Hassler characterized the joint venture as an expansion of the Yen Press publishing program, rather than a change of direction. He said Yen’s day-to-day operations won’t change much. Editorial, design, marketing, and publicity departments will be a part of the new Yen Press standalone business. Other components, such as sales and distribution, will remain with Hachette, and Yen’s offices will stay at Hachette as well.

In addition to continuing to license comics and prose works from publishers other than Kadokawa, Yen will produce its own original material and will have a first-and-last-look option on licensing Kadokawa’s manga. Meanwhile, the Japanese house will still license its manga to other publishers. Indeed, Hassler announced a new Japanese/English simultaneous publication: Yen Press has acquired the license to the light novel Goblin Slayer! by Kumo Kagyu, with illustrations by Noboru Kannatuki, as well as the manga adaptation. Yen will publish the manga simultaneously with the Japanese release on May 25; the light novel will be published in December. Neither is a Kadokawa property; the light novel is from SB Creative and the manga from Square Enix.
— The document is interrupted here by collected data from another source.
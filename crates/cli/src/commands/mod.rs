//! CLI command handlers

pub mod assign;
pub mod list;
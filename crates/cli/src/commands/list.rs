//! Listing commands

use anyhow::Result;
use director_business::DirectorService;
use director_persistence::DirectorRow;
use std::path::Path;

use crate::db;

/// List directors, optionally for one company
pub async fn list_directors(db_path: &Path, company: Option<&str>) -> Result<()> {
    let service = DirectorService::new(db::connect(db_path).await?);

    let rows = match company {
        Some(company) => service.list_directors_for_company(company).await?,
        None => service.list_all_directors().await?,
    };

    if rows.is_empty() {
        println!("No directors assigned");
    } else {
        print_table(&rows);
    }

    service.database().close().await;
    Ok(())
}

fn print_table(rows: &[DirectorRow]) {
    println!(
        "{:<8} {:<20} {:<12} {:<24}",
        "COMPANY", "BUSINESS UNIT", "CLASS", "ACCOUNT"
    );
    println!("{}", "-".repeat(67));
    for row in rows {
        println!(
            "{:<8} {:<20} {:<12} {:<24}",
            row.company, row.business_unit, row.class, row.nt_account
        );
    }
    println!();
    println!("Total: {} director(s)", rows.len());
}

/// Directory accounts in the company's namespace
pub async fn list_accounts(db_path: &Path, company: &str) -> Result<()> {
    let service = DirectorService::new(db::connect(db_path).await?);

    let accounts = service.list_directory_accounts(company).await?;
    for account in &accounts {
        println!("{}", account);
    }
    println!("Total: {} account(s)", accounts.len());

    service.database().close().await;
    Ok(())
}
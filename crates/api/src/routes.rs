//! API Routes

use axum::{
    routing::{delete, get, post, put},
    Router,
};
use tower_http::cors::{Any, CorsLayer};
use tower_http::trace::TraceLayer;

use crate::handlers;
use crate::state::AppState;

/// Routes under `/api/users`
fn user_routes() -> Router<AppState> {
    Router::new()
        // Lookups
        .route("/companies", get(handlers::list_companies))
        .route("/business-units", get(handlers::list_business_units))
        .route("/bu/class", get(handlers::business_units_for_class))
        .route("/bu/for-class", get(handlers::business_unit_for_class))
        .route("/classes", get(handlers::list_director_classes))
        .route("/classes/all", get(handlers::list_registered_classes))
        .route("/ntaccounts", get(handlers::list_directory_accounts))
        .route("/nt-accounts", get(handlers::list_directory_accounts))

        // Director search
        .route("/search/param", get(handlers::search_directors))
        .route("/search/all", get(handlers::list_all_directors))
        .route("/search/company", get(handlers::list_directors_for_company))

        // Writes
        .route("/add-director", post(handlers::add_director))
        .route("/update-nt", put(handlers::update_director_account))
        .route("/delete/bu", delete(handlers::delete_class_mapping))
        .route("/delete/row", delete(handlers::delete_director_association))
}

pub fn create_router(state: AppState) -> Router {
    let cors = CorsLayer::new()
        .allow_origin(Any)
        .allow_methods(Any)
        .allow_headers(Any);

    Router::new()
        .route("/health", get(handlers::health_check))
        .nest("/api/users", user_routes())
        .layer(cors)
        .layer(TraceLayer::new_for_http())
        .with_state(state)
}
The deal will also bring more content to BookWalker, Kadokawa’s e-book retail platform. “We are very keen to partner with BookWalker and support everything they are trying to do,” Hassler said.
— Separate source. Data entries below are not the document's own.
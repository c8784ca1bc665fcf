//! Assignment commands

use anyhow::{Context, Result};
use director_business::DirectorService;
use director_core::{AssignmentOutcome, AssignmentRequest};
use std::path::Path;

use crate::db;

/// Run the assignment pipeline and report the outcome
pub async fn assign(
    db_path: &Path,
    company: &str,
    business_unit: &str,
    class: &str,
    account: &str,
) -> Result<()> {
    let service = DirectorService::new(db::connect(db_path).await?);
    let request = AssignmentRequest::new(company, business_unit, class, account);

    let outcome = service
        .assign_director(&request)
        .await
        .context("Assignment failed")?;
    print_outcome(&request, &outcome);

    service.database().close().await;
    Ok(())
}

fn print_outcome(request: &AssignmentRequest, outcome: &AssignmentOutcome) {
    match outcome {
        AssignmentOutcome::Assigned { rows_inserted: 0 } => {
            println!("ℹ️  {} / {} already has this director", request.company, request.class);
        }
        AssignmentOutcome::Assigned { .. } => {
            println!(
                "✅ Director assigned: {} / {} / {}",
                request.company, request.business_unit, request.class
            );
        }
        rejected => println!("❌ {}", rejected.message()),
    }
}

/// Remove the director association of a class
pub async fn unassign(db_path: &Path, company: &str, class: &str) -> Result<()> {
    let service = DirectorService::new(db::connect(db_path).await?);

    let removed = service
        .delete_director_association(class, company)
        .await
        .context("Failed to remove director")?;

    if removed == 0 {
        println!("ℹ️  No director recorded for {} / {}", company, class);
    } else {
        println!("🗑️  Removed {} director row(s) for {} / {}", removed, company, class);
    }

    service.database().close().await;
    Ok(())
}
//! Business layer errors
//!
//! Assignment outcomes are not errors; only invalid input and storage
//! failures land here.

use director_core::CoreError;
use director_persistence::PersistenceError;
use thiserror::Error;

/// Business operation errors
#[derive(Debug, Error)]
pub enum BusinessError {
    /// Caller input rejected before any storage access
    #[error(transparent)]
    Core(#[from] CoreError),

    /// The store failed or returned something unreadable. Never retried.
    #[error("Data access failure: {0}")]
    DataAccess(#[from] PersistenceError),
}

/// Result type alias for business operations
pub type BusinessResult<T> = Result<T, BusinessError>;

impl BusinessError {
    /// True for errors caused by the request itself
    pub fn is_client_error(&self) -> bool {
        matches!(self, BusinessError::Core(_))
    }

    pub fn is_unrecognized_company(&self) -> bool {
        matches!(self, BusinessError::Core(e) if e.is_unrecognized_company())
    }
}

#[cfg(test)]
mod tests {
    use super::*;

    #[test]
    fn test_core_errors_are_client_errors() {
        let err: BusinessError = CoreError::UnrecognizedCompany("ACME".into()).into();
        assert!(err.is_client_error());
        assert!(err.is_unrecognized_company());
        assert_eq!(err.to_string(), "Unrecognized company: ACME");
    }

    #[test]
    fn test_persistence_errors_are_server_errors() {
        let err: BusinessError = PersistenceError::Database(sqlx::Error::PoolTimedOut).into();
        assert!(!err.is_client_error());
        assert!(err.to_string().starts_with("Data access failure"));
    }
}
Kadokawa is also extending its reach into another growing distribution channel, online streaming, which is likely to benefit the Yen Press venture as well. The same day that Kadokawa unveiled the joint venture with Yen Press, the house announced a “strategic partnership” with the digital streaming anime and manga platform Crunchyroll; this will bring more Kadokawa anime to Crunchyroll and will also allow Crunchyroll to be part of the committee that will produce new anime projects under the agreement.

Hassler said the Yen Press/Kadokawa joint venture makes sense for both parties, especially with Yen’s recent focus on light novels. The house launched Yen On, a line of light novels in 2014. “We have had a very strong belief that the market potential for real success was there,” Hassler said. “And we have been biding our time waiting for the moment when it made the most sense to make a hard push into [the light novel] market.”

Correction: An earlier version of this story incorrectly stated that Dai Nippon held a minority stake in Vertical.